- _WORK REQUIRED_
Go through the entries below and work out how many lines include "Confirmed". Answer with the number only.

- _INFORMATION PROVIDED_

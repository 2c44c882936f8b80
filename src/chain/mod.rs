//! Chain connection subsystem.
//!
//! # Data Flow
//! ```text
//! Write path:
//!     contract::binding (unsigned call)
//!         → orchestrator.rs (nonce + gas price → TransactionRequest)
//!         → signer.rs (request-scoped credential signs)
//!         → client.rs (eth_sendRawTransaction)
//!         → client.rs (receipt poll, bounded)
//!         → Confirmed { tx_hash, block, receipt }
//!
//! Read path:
//!     contract::binding (calldata)
//!         → client.rs (eth_call, revert decode)
//!         → ABI-decoded values
//! ```
//!
//! # Design Decisions
//! - One HTTP provider per process, shared behind Arc
//! - Every RPC wrapped in a timeout; the receipt wait has its own bound
//! - Signing keys are request-scoped and never stored

pub mod client;
pub mod orchestrator;
pub mod signer;

pub use client::ChainClient;
pub use orchestrator::{Confirmed, OpKind, TxOrchestrator};
pub use signer::Credential;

- _SOLUTION_
2